A good friend of mine grew up in Edmonton--he said the lightning storms were pretty amazing.  He said you could see those babies from miles away, rolling in from the prairie.  I love a good lightning storm, as long as I'm not in a cardboard box, 50 yards away from a hit.   ;)
Y'all can pronounce it "puh-SKOLLY"

OneWithWood

A few years back I noticed 5 beautiful white oak trees did not come out of their winter snooze.  I consulted with my district forester thinking a blight might be encroaching on my woods.  He took one look and said 'Lightning'.  He showed me the signs of it hitting the centermost tree and arcing to the others.  The trees made good firewood.
One With Wood
LT40HDG25, Woodmizer DH4000 Kiln

Don P

QuoteThat glass ball on the lightning rod ............well ......  when it is broke don't have nuttin to do with lightnin ......ifn it is broke it means that some boy is a good shot with a BB/pelet gun or a dmn good shot with a sling shot.

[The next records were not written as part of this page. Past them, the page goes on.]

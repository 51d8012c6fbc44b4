use chrono::{DateTime, Utc};
use serde::Serialize;
use std::collections::HashMap;
use tokio::sync::{mpsc, RwLock};

use super::events::Frame;
use crate::types::{ConnectionId, ConsumerRole};

// ============================================================================
// CONSUMER CONNECTION
// ============================================================================

/// A connected consumer and the outbox its socket writer drains.
#[derive(Debug)]
pub struct ConsumerConnection {
    pub id: ConnectionId,
    pub role: ConsumerRole,
    pub connected_at: DateTime<Utc>,
    outbox: mpsc::UnboundedSender<Frame>,
}

impl ConsumerConnection {
    pub fn new(role: ConsumerRole) -> (Self, mpsc::UnboundedReceiver<Frame>) {
        let (outbox, rx) = mpsc::unbounded_channel();
        let connection = Self {
            id: ConnectionId::new(),
            role,
            connected_at: Utc::now(),
            outbox,
        };
        (connection, rx)
    }

    /// Queues a frame for this consumer. Never waits on the socket.
    pub fn send(&self, frame: Frame) -> bool {
        self.outbox.send(frame).is_ok()
    }

    pub fn is_alive(&self) -> bool {
        !self.outbox.is_closed()
    }

    fn info(&self) -> ConsumerInfo {
        ConsumerInfo {
            connection_id: self.id,
            role: self.role,
            connected_at: self.connected_at,
        }
    }
}

#[derive(Debug, Clone, PartialEq, Serialize)]
#[serde(rename_all = "camelCase")]
pub struct ConsumerInfo {
    pub connection_id: ConnectionId,
    pub role: ConsumerRole,
    pub connected_at: DateTime<Utc>,
}

// ============================================================================
// SESSION REGISTRY
// ============================================================================

/// Membership of every connected consumer.
///
/// Broadcasts enumerate under the read lock and only queue frames, so a
/// registration (write lock) lands wholly before or wholly after any one
/// emission.
pub struct SessionRegistry {
    consumers: RwLock<HashMap<ConnectionId, ConsumerConnection>>,
}

impl SessionRegistry {
    pub fn new() -> Self {
        Self {
            consumers: RwLock::new(HashMap::new()),
        }
    }

    pub async fn register(&self, connection: ConsumerConnection) {
        let mut consumers = self.consumers.write().await;
        log::info!(
            "👋 consumer {} registered as {} ({} connected)",
            connection.id,
            connection.role,
            consumers.len() + 1
        );
        consumers.insert(connection.id, connection);
    }

    /// Updates the declared role. Returns false for unknown connections.
    pub async fn identify(&self, id: &ConnectionId, role: ConsumerRole) -> bool {
        let mut consumers = self.consumers.write().await;
        match consumers.get_mut(id) {
            Some(connection) => {
                log::info!("🪪 consumer {} identified as {}", id, role);
                connection.role = role;
                true
            }
            None => false,
        }
    }

    /// Removes a consumer. Unknown ids are a no-op.
    pub async fn unregister(&self, id: &ConnectionId) -> Option<ConsumerConnection> {
        let mut consumers = self.consumers.write().await;
        let removed = consumers.remove(id);
        if removed.is_some() {
            log::info!("👋 consumer {} unregistered ({} connected)", id, consumers.len());
        }
        removed
    }

    pub async fn list_active(&self) -> Vec<ConnectionId> {
        let consumers = self.consumers.read().await;
        let mut ids: Vec<_> = consumers
            .values()
            .filter(|c| c.is_alive())
            .map(|c| c.id)
            .collect();
        ids.sort();
        ids
    }

    pub async fn consumers(&self) -> Vec<ConsumerInfo> {
        let consumers = self.consumers.read().await;
        let mut infos: Vec<_> = consumers.values().map(ConsumerConnection::info).collect();
        infos.sort_by_key(|info| info.connection_id);
        infos
    }

    pub async fn role_of(&self, id: &ConnectionId) -> Option<ConsumerRole> {
        self.consumers.read().await.get(id).map(|c| c.role)
    }

    pub async fn len(&self) -> usize {
        self.consumers.read().await.len()
    }

    pub async fn is_empty(&self) -> bool {
        self.consumers.read().await.is_empty()
    }

    /// Queues `frame` for every current consumer and returns how many took it.
    /// Consumers whose socket already closed are skipped.
    pub async fn broadcast(&self, frame: &Frame) -> usize {
        let consumers = self.consumers.read().await;
        consumers.values().filter(|c| c.send(frame.clone())).count()
    }

    pub async fn broadcast_except(&self, sender: &ConnectionId, frame: &Frame) -> usize {
        let consumers = self.consumers.read().await;
        consumers
            .values()
            .filter(|c| c.id != *sender)
            .filter(|c| c.send(frame.clone()))
            .count()
    }

    pub async fn send_to(&self, id: &ConnectionId, frame: Frame) -> bool {
        let consumers = self.consumers.read().await;
        consumers.get(id).is_some_and(|c| c.send(frame))
    }
}

impl Default for SessionRegistry {
    fn default() -> Self {
        Self::new()
    }
}

#[cfg(test)]
mod tests {
    use super::*;
    use crate::streaming::events::ControlEvent;
    use serde_json::json;

    fn frame(n: u32) -> Frame {
        Frame::encode(&ControlEvent::SketchUpdate(json!({ "n": n }))).unwrap()
    }

    #[tokio::test]
    async fn test_register_and_list() {
        let registry = SessionRegistry::new();
        let (a, _rx_a) = ConsumerConnection::new(ConsumerRole::Requester);
        let (b, _rx_b) = ConsumerConnection::new(ConsumerRole::Observer);
        let (a_id, b_id) = (a.id, b.id);

        registry.register(a).await;
        registry.register(b).await;

        let mut expected = vec![a_id, b_id];
        expected.sort();
        assert_eq!(registry.list_active().await, expected);
        assert_eq!(registry.role_of(&b_id).await, Some(ConsumerRole::Observer));
    }

    #[tokio::test]
    async fn test_unregister_is_idempotent() {
        let registry = SessionRegistry::new();
        let (a, _rx) = ConsumerConnection::new(ConsumerRole::Observer);
        let id = a.id;
        registry.register(a).await;

        assert!(registry.unregister(&id).await.is_some());
        assert!(registry.unregister(&id).await.is_none());
        assert!(registry.is_empty().await);
        assert!(registry.list_active().await.is_empty());
    }

    #[tokio::test]
    async fn test_identify() {
        let registry = SessionRegistry::new();
        let (a, _rx) = ConsumerConnection::new(ConsumerRole::Requester);
        let id = a.id;
        registry.register(a).await;

        assert!(registry.identify(&id, ConsumerRole::Observer).await);
        assert_eq!(registry.role_of(&id).await, Some(ConsumerRole::Observer));
        assert!(!registry.identify(&ConnectionId::new(), ConsumerRole::Observer).await);
    }

    #[tokio::test]
    async fn test_broadcast_reaches_everyone_identically() {
        let registry = SessionRegistry::new();
        let (a, mut rx_a) = ConsumerConnection::new(ConsumerRole::Requester);
        let (b, mut rx_b) = ConsumerConnection::new(ConsumerRole::Observer);
        registry.register(a).await;
        registry.register(b).await;

        assert_eq!(registry.broadcast(&frame(1)).await, 2);
        let got_a = rx_a.recv().await.unwrap();
        let got_b = rx_b.recv().await.unwrap();
        assert_eq!(got_a.as_str(), got_b.as_str());
    }

    #[tokio::test]
    async fn test_closed_consumers_are_skipped() {
        let registry = SessionRegistry::new();
        let (a, rx_a) = ConsumerConnection::new(ConsumerRole::Observer);
        let (b, mut rx_b) = ConsumerConnection::new(ConsumerRole::Observer);
        let a_id = a.id;
        registry.register(a).await;
        registry.register(b).await;
        drop(rx_a);

        assert_eq!(registry.broadcast(&frame(1)).await, 1);
        assert!(rx_b.recv().await.is_some());
        assert!(!registry.list_active().await.contains(&a_id));
        assert!(!registry.send_to(&a_id, frame(2)).await);
    }

    #[tokio::test]
    async fn test_broadcast_except_sender() {
        let registry = SessionRegistry::new();
        let (a, mut rx_a) = ConsumerConnection::new(ConsumerRole::Requester);
        let (b, mut rx_b) = ConsumerConnection::new(ConsumerRole::Observer);
        let a_id = a.id;
        registry.register(a).await;
        registry.register(b).await;

        assert_eq!(registry.broadcast_except(&a_id, &frame(7)).await, 1);
        assert!(rx_b.recv().await.is_some());
        assert!(rx_a.try_recv().is_err());
    }

    #[tokio::test]
    async fn test_consumer_listing() {
        let registry = SessionRegistry::new();
        let (a, _rx) = ConsumerConnection::new(ConsumerRole::Observer);
        let id = a.id;
        registry.register(a).await;

        let infos = registry.consumers().await;
        assert_eq!(infos.len(), 1);
        assert_eq!(infos[0].connection_id, id);
        let value = serde_json::to_value(&infos[0]).unwrap();
        assert_eq!(value["role"], "observer");
        assert!(value.get("connectedAt").is_some());
    }
}
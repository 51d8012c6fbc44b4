pub mod error;
pub mod generation;
pub mod handlers;
pub mod init;
pub mod models;
pub mod streaming;
pub mod types;

pub use crate::init::{AppState, Config};
pub use crate::streaming::{BroadcastEvent, SessionRegistry, StreamCoordinator};
pub use crate::types::{ConnectionId, ConsumerRole, GenerationRequest, RequestId};
use axum::Router;
use std::path::Path;
use std::sync::Arc;
use tower_http::cors::{Any, CorsLayer};
use tower_http::services::{ServeDir, ServeFile};

use story_relay::handlers::{active_session, health_check, list_consumers, ws_handler};
use story_relay::init::app_init;
use story_relay::AppState;

fn create_app_router(state: Arc<AppState>, static_dir: &Path) -> Router {
    Router::new()
        .route("/ws", axum::routing::get(ws_handler))
        .route("/health", axum::routing::get(health_check))
        .route("/api/consumers", axum::routing::get(list_consumers))
        .route("/api/session", axum::routing::get(active_session))
        .route_service("/", ServeFile::new(static_dir.join("index.html")))
        .route_service("/ghost", ServeFile::new(static_dir.join("ghost.html")))
        .fallback_service(ServeDir::new(static_dir))
        .layer(
            CorsLayer::new()
                .allow_origin(Any)
                .allow_methods(Any)
                .allow_headers(Any),
        )
        .with_state(state)
}

async fn shutdown_signal(state: Arc<AppState>) {
    if let Err(e) = tokio::signal::ctrl_c().await {
        log::error!("failed to listen for shutdown signal: {}", e);
        std::future::pending::<()>().await;
    }
    log::info!("🛑 Shutting down...");
    state.coordinator.shutdown().await;
}

#[tokio::main]
async fn main() -> Result<(), Box<dyn std::error::Error>> {
    dotenv::dotenv().ok();
    env_logger::Builder::from_env(env_logger::Env::default().default_filter_or("info")).init();
    log::info!("🚀 Starting story relay...");
    let (config, state) = app_init().await?;
    log::info!("✅ Application state initialized");

    if !config.static_dir.is_dir() {
        log::warn!("⚠️  Static directory {} not found, pages will 404", config.static_dir.display());
    }
    let app = create_app_router(state.clone(), &config.static_dir);

    // Start server
    let addr = format!("{}:{}", config.host, config.port);
    let listener = tokio::net::TcpListener::bind(&addr).await?;

    log::info!("");
    log::info!("🎉 Server started!");
    log::info!("📍 http://{}", addr);
    log::info!("📡 Stream: ws://{}/ws", addr);
    log::info!("👻 Ghost: http://{}/ghost", addr);
    log::info!("❤️  Health: http://{}/health", addr);
    log::info!("");

    axum::serve(listener, app)
        .with_graceful_shutdown(shutdown_signal(state))
        .await?;

    Ok(())
}
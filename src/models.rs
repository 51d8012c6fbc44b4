use serde::{Deserialize, Serialize};
use std::str::FromStr;

use crate::error::{AppError, Result};
use crate::types::{ConnectionId, ConsumerRole, GenerationRequest, RequestId};

// ============================================================================
// INBOUND EVENTS
// ============================================================================

/// Frames a consumer may send, as `{"event": "...", "data": {...}}`.
#[derive(Debug, Clone, PartialEq, Deserialize)]
#[serde(tag = "event", content = "data", rename_all = "kebab-case")]
pub enum ClientEvent {
    Chat(ChatPayload),
    Identify(IdentifyPayload),
    SketchSync(serde_json::Value),
    Disconnect,
}

impl ClientEvent {
    pub fn parse(text: &str) -> Result<Self> {
        serde_json::from_str(text)
            .map_err(|e| AppError::bad_request(format!("unreadable event: {}", e)))
    }
}

/// Body of a `chat` event. The underscored aliases are what the reader
/// sketch has always sent.
#[derive(Debug, Clone, PartialEq, Deserialize)]
#[serde(rename_all = "camelCase")]
pub struct ChatPayload {
    #[serde(default, alias = "_prompt")]
    pub prompt: String,
    #[serde(default, alias = "_system_prompt")]
    pub system_prompt: String,
    #[serde(default, alias = "_max_tokens")]
    pub max_tokens: Option<u32>,
    #[serde(default, alias = "_current_prompt")]
    pub sequence_index: u32,
    #[serde(default)]
    pub request_id: Option<RequestId>,
}

impl ChatPayload {
    pub fn into_request(self, requester: ConnectionId, default_max_tokens: u32) -> GenerationRequest {
        GenerationRequest {
            request_id: self.request_id.unwrap_or_default(),
            requester,
            user_text: self.prompt,
            system_text: self.system_prompt,
            max_output_tokens: self.max_tokens.unwrap_or(default_max_tokens),
            sequence_index: self.sequence_index,
        }
    }
}

#[derive(Debug, Clone, PartialEq, Deserialize)]
pub struct IdentifyPayload {
    pub role: String,
}

impl IdentifyPayload {
    pub fn role(&self) -> Result<ConsumerRole> {
        ConsumerRole::from_str(&self.role)
            .map_err(|_| AppError::bad_request(format!("unknown role '{}'", self.role)))
    }
}

// ============================================================================
// HTTP RESPONSES
// ============================================================================

#[derive(Debug, Serialize)]
pub struct HealthResponse {
    pub status: &'static str,
    pub provider: &'static str,
    pub consumers: usize,
}
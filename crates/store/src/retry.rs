//! Backoff policy for compare-and-swap retries.

use std::time::Duration;

/// Exponential backoff between reservation attempts that lost a race.
///
/// Attempt 0 waits `initial_delay`, each later attempt multiplies by
/// `multiplier`, capped at `max_delay`.
#[derive(Debug, Clone, PartialEq)]
pub struct RetryPolicy {
    /// Retries after the first attempt.
    pub max_retries: u32,
    pub initial_delay: Duration,
    pub max_delay: Duration,
    pub multiplier: f64,
}

impl Default for RetryPolicy {
    fn default() -> Self {
        Self {
            max_retries: 3,
            initial_delay: Duration::from_millis(10),
            max_delay: Duration::from_millis(200),
            multiplier: 2.0,
        }
    }
}

impl RetryPolicy {
    /// A single attempt; a lost race is reported immediately.
    pub fn none() -> Self {
        Self {
            max_retries: 0,
            ..Self::default()
        }
    }

    /// Default multiplier and cap with the given retry count and first delay.
    pub fn with_retries(max_retries: u32, initial_delay: Duration) -> Self {
        Self {
            max_retries,
            initial_delay,
            max_delay: Self::default().max_delay.max(initial_delay),
            ..Self::default()
        }
    }

    /// Delay before retry number `attempt` (0-based).
    pub fn delay_for_attempt(&self, attempt: u32) -> Duration {
        let base_ms = self.initial_delay.as_millis() as f64;
        let delay_ms = base_ms * self.multiplier.powi(attempt as i32);
        let capped_ms = delay_ms.min(self.max_delay.as_millis() as f64);
        Duration::from_millis(capped_ms as u64)
    }

    /// Whether another attempt is allowed after `attempt` failures.
    pub fn should_retry(&self, attempt: u32) -> bool {
        attempt < self.max_retries
    }
}
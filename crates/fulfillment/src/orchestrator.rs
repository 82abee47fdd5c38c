//! Order orchestrator driving one purchase to a terminal state.

use std::future::Future;
use std::sync::Arc;
use std::time::{Duration, Instant};

use common::{OrderId, ProductId, UserId};
use domain::{NewOrder, Order, OrderStatus, Payment, PaymentMethod, RewardEvent};
use serde::Deserialize;
use store::{OrderPage, OrderQuery, OrderStore, Reservation};

use crate::error::{FulfillmentError, Result};
use crate::services::{
    ChargeRequest, EventPublisher, PaymentAuthority, ProductCatalog, UserDirectory,
};
use crate::steps;

/// Tunables for the orchestrator.
#[derive(Debug, Clone, Copy, PartialEq, Eq)]
pub struct FulfillmentConfig {
    /// Deadline for each remote step.
    pub step_timeout: Duration,
    /// Method every charge is made with.
    pub payment_method: PaymentMethod,
}

impl Default for FulfillmentConfig {
    fn default() -> Self {
        Self {
            step_timeout: Duration::from_secs(5),
            payment_method: PaymentMethod::Cash,
        }
    }
}

/// Inbound request to buy `product_count` units of a product.
///
/// Fields are optional so that a missing one is reported as a validation
/// error rather than a decoding failure.
#[derive(Debug, Clone, Default, PartialEq, Eq, Deserialize)]
pub struct CreateOrderRequest {
    pub user_id: Option<u64>,
    pub product_id: Option<u64>,
    pub product_count: Option<u64>,
}

impl CreateOrderRequest {
    pub fn new(user_id: u64, product_id: u64, product_count: u64) -> Self {
        Self {
            user_id: Some(user_id),
            product_id: Some(product_id),
            product_count: Some(product_count),
        }
    }

    fn validate(&self) -> Result<(UserId, ProductId, u64)> {
        fn positive(field: &str, value: Option<u64>) -> Result<u64> {
            match value {
                None => Err(FulfillmentError::Validation(format!("{field} is required"))),
                Some(0) => Err(FulfillmentError::Validation(format!(
                    "{field} must be positive"
                ))),
                Some(v) => Ok(v),
            }
        }

        let product_count = positive("product_count", self.product_count)?;
        if product_count > NewOrder::MAX_PRODUCT_COUNT {
            return Err(FulfillmentError::Validation(format!(
                "product_count must not exceed {}",
                NewOrder::MAX_PRODUCT_COUNT
            )));
        }

        Ok((
            UserId::new(positive("user_id", self.user_id)?),
            ProductId::new(positive("product_id", self.product_id)?),
            product_count,
        ))
    }
}

/// Sequences the user lookup, product lookup, charge, reservation and reward
/// publication for one order.
///
/// Once the Pending order is written, every path out of
/// [`OrderOrchestrator::create_order`] moves it to Success or Failed first,
/// unless the order store itself fails.
pub struct OrderOrchestrator {
    orders: Arc<dyn OrderStore>,
    users: Arc<dyn UserDirectory>,
    catalog: Arc<dyn ProductCatalog>,
    payments: Arc<dyn PaymentAuthority>,
    publisher: Arc<dyn EventPublisher>,
    config: FulfillmentConfig,
}

impl OrderOrchestrator {
    /// Creates an orchestrator with the default configuration.
    pub fn new(
        orders: Arc<dyn OrderStore>,
        users: Arc<dyn UserDirectory>,
        catalog: Arc<dyn ProductCatalog>,
        payments: Arc<dyn PaymentAuthority>,
        publisher: Arc<dyn EventPublisher>,
    ) -> Self {
        Self {
            orders,
            users,
            catalog,
            payments,
            publisher,
            config: FulfillmentConfig::default(),
        }
    }

    pub fn with_config(mut self, config: FulfillmentConfig) -> Self {
        self.config = config;
        self
    }

    /// Loads an order by id.
    pub async fn get_order(&self, order_id: OrderId) -> Result<Option<Order>> {
        Ok(self.orders.get(order_id).await?)
    }

    /// Lists orders oldest first.
    pub async fn list_orders(&self, query: OrderQuery) -> Result<OrderPage> {
        Ok(self.orders.list(query).await?)
    }

    /// Creates and fulfils an order.
    ///
    /// Returns the order in its terminal state. A declined charge, missing
    /// stock or a lost reservation race all return `Ok` with a Failed order.
    /// Errors are returned for invalid requests, unknown users or products,
    /// unreachable dependencies, store failures and rejected reward messages.
    #[tracing::instrument(skip(self), fields(order_id = tracing::field::Empty))]
    pub async fn create_order(&self, request: CreateOrderRequest) -> Result<Order> {
        let (user_id, product_id, product_count) = request.validate()?;
        let started = Instant::now();

        let user = self.step(steps::LOOKUP_USER, self.users.get(user_id)).await?;
        let product = self
            .step(steps::LOOKUP_PRODUCT, self.catalog.get(product_id))
            .await?;

        let new_order = NewOrder::priced(
            user.id,
            user.username,
            product.id,
            product_count,
            product.unit_price,
        )
        .map_err(|e| FulfillmentError::Validation(e.to_string()))?;

        let order = self.orders.create(new_order).await?;
        tracing::Span::current().record("order_id", tracing::field::display(order.id));
        metrics::counter!("orders_created_total").increment(1);
        tracing::info!(amount = %order.amount, "order created");

        let result = self.fulfil(&order).await;

        metrics::histogram!("order_fulfillment_duration_seconds")
            .record(started.elapsed().as_secs_f64());
        result
    }

    async fn fulfil(&self, order: &Order) -> Result<Order> {
        let charge = ChargeRequest {
            order_id: order.id,
            user_id: order.user_id,
            amount: order.amount,
            method: self.config.payment_method,
        };

        let payment = match self
            .step(steps::CHARGE_PAYMENT, self.payments.charge(charge))
            .await
        {
            Ok(payment) => payment,
            Err(err) => {
                let reason = format!("payment outcome unknown: {err}");
                return self
                    .abandon(order.id, "payment_unavailable", reason, err)
                    .await;
            }
        };

        tracing::info!(
            payment_id = %payment.id,
            status = %payment.status,
            method = %payment.method,
            "charge settled"
        );
        if let Err(err) = self.orders.record_payment(order.id, &payment.id).await {
            tracing::warn!(payment_id = %payment.id, error = %err, "failed to record payment id");
        }

        if !payment.is_successful() {
            return self
                .fail(
                    order.id,
                    format!("payment {} declined", payment.id),
                    "payment_declined",
                )
                .await;
        }

        let reservation = match self
            .step(
                steps::RESERVE_STOCK,
                self.catalog.reserve_stock(order.product_id, order.product_count),
            )
            .await
        {
            Ok(reservation) => reservation,
            Err(err) => {
                let mut reason = format!("stock reservation outcome unknown: {err}");
                if let Some(note) = self.refund(&payment).await {
                    reason = format!("{reason}; {note}");
                }
                return self
                    .abandon(order.id, "reservation_unavailable", reason, err)
                    .await;
            }
        };

        let (reason, label) = match reservation {
            Reservation::Reserved { remaining } => {
                tracing::info!(remaining, "stock reserved");
                let order = self.succeed(order.id).await?;
                self.publish_reward(&order).await?;
                return Ok(order);
            }
            Reservation::InsufficientStock { available } => (
                format!(
                    "insufficient stock: requested {}, available {available}",
                    order.product_count
                ),
                "insufficient_stock",
            ),
            Reservation::Conflict => (
                "stock reservation lost to concurrent orders".to_string(),
                "reservation_conflict",
            ),
        };

        let reason = match self.refund(&payment).await {
            Some(note) => format!("{reason}; {note}"),
            None => reason,
        };
        self.fail(order.id, reason, label).await
    }

    /// Runs a remote call under the step deadline.
    async fn step<T>(
        &self,
        step: &'static str,
        call: impl Future<Output = Result<T>>,
    ) -> Result<T> {
        match tokio::time::timeout(self.config.step_timeout, call).await {
            Ok(result) => {
                if let Err(err) = &result {
                    tracing::warn!(step, error = %err, "step failed");
                }
                result
            }
            Err(_) => {
                let timeout_ms = self.config.step_timeout.as_millis() as u64;
                tracing::warn!(step, timeout_ms, "step timed out");
                Err(FulfillmentError::UpstreamUnavailable(format!(
                    "{step} timed out after {:?}",
                    self.config.step_timeout
                )))
            }
        }
    }

    /// Refunds a charge. Returns a note for the failure reason if the refund failed.
    #[tracing::instrument(skip(self, payment), fields(payment_id = %payment.id))]
    async fn refund(&self, payment: &Payment) -> Option<String> {
        match self
            .step(steps::REFUND_PAYMENT, self.payments.refund(&payment.id))
            .await
        {
            Ok(()) => {
                metrics::counter!("payment_refunds_total", "outcome" => "refunded").increment(1);
                tracing::info!("payment refunded");
                None
            }
            Err(err) => {
                metrics::counter!("payment_refunds_total", "outcome" => "failed").increment(1);
                tracing::error!(error = %err, "payment refund failed");
                Some(format!("refund of {} failed: {err}", payment.id))
            }
        }
    }

    async fn succeed(&self, order_id: OrderId) -> Result<Order> {
        let order = self
            .orders
            .update_status(order_id, OrderStatus::Success, None)
            .await?;
        metrics::counter!("orders_succeeded_total").increment(1);
        tracing::info!(%order_id, "order succeeded");
        Ok(order)
    }

    async fn fail(
        &self,
        order_id: OrderId,
        reason: String,
        label: &'static str,
    ) -> Result<Order> {
        tracing::info!(%order_id, %reason, "order failed");
        let order = self
            .orders
            .update_status(order_id, OrderStatus::Failed, Some(reason))
            .await?;
        metrics::counter!("orders_failed_total", "reason" => label).increment(1);
        Ok(order)
    }

    /// Fails an order whose remote step ended without a known outcome, then
    /// reports the step error. A store failure here takes precedence.
    async fn abandon(
        &self,
        order_id: OrderId,
        label: &'static str,
        reason: String,
        err: FulfillmentError,
    ) -> Result<Order> {
        self.fail(order_id, reason, label).await?;
        Err(err)
    }

    async fn publish_reward(&self, order: &Order) -> Result<()> {
        let event = RewardEvent::for_order(order);

        match self
            .step(steps::PUBLISH_REWARD, self.publisher.publish(&event))
            .await
        {
            Ok(()) => {
                metrics::counter!("reward_events_published_total").increment(1);
                Ok(())
            }
            Err(err) => {
                metrics::counter!("reward_publish_failures_total").increment(1);
                tracing::error!(order_id = %order.id, error = %err, "reward publish failed");
                Err(match err {
                    FulfillmentError::UpstreamUnavailable(reason) => {
                        FulfillmentError::Publish(reason)
                    }
                    other => other,
                })
            }
        }
    }
}
//! Order-fulfillment orchestration.
//!
//! [`OrderOrchestrator`] drives one purchase from request to a terminal order:
//! 1. Look up the user and the product
//! 2. Price the order and persist it as Pending
//! 3. Charge the payment authority
//! 4. Reserve stock through the inventory ledger
//! 5. Finalize the order and publish a reward event
//!
//! A reservation that fails after a successful charge refunds the payment.
//! Every remote step runs under a deadline.

pub mod error;
pub mod orchestrator;
pub mod services;
pub mod steps;

pub use error::{FulfillmentError, Result};
pub use orchestrator::{CreateOrderRequest, FulfillmentConfig, OrderOrchestrator};
pub use services::{
    ChargeRequest, EventPublisher, InMemoryEventPublisher, InMemoryPaymentAuthority,
    InMemoryUserDirectory, LedgerProductCatalog, PaymentAuthority, ProductCatalog, ProductView,
    RewardMessage, UserDirectory, UserProfile, topology,
};

#[cfg(feature = "kafka")]
pub use services::KafkaEventPublisher;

If I remember right it was my youngest great uncle who told me of the "proof", reckon I bought it  :D.
It did start one of those rounds of reminescing about that old homeplace and the stories though.  During one storm when my parents generation was small my uncle had gone to the privy and was heading to the back porch at a trot, Granny was rocking on the back porch (my great granny)....when a bolt of lightning came down and knocked him flat. I always thought granny had seen some times, the change from mules to tractors and cars came on her watch, she was around for 2 world wars, man first flew, and we reached the moon, alot of changes in one lifetime. Oh, my uncle's injuries didn't at first appear too bad, he's now a Phd, so it obviously did some serious internal damage. Many moons later my cousin and I were in that same yard, up a tree playing hide and seek and we were well hid, the storm wasn't going to bring us down, no sir. The lightning hitting the power pole right next door at my aunt's did do the job  :o

We got struck here about a month ago, took out the tv dish and the modem. Haven't missed the dish and replaced the modem, but the screen has been kinda pink ever since, anyone know what's up?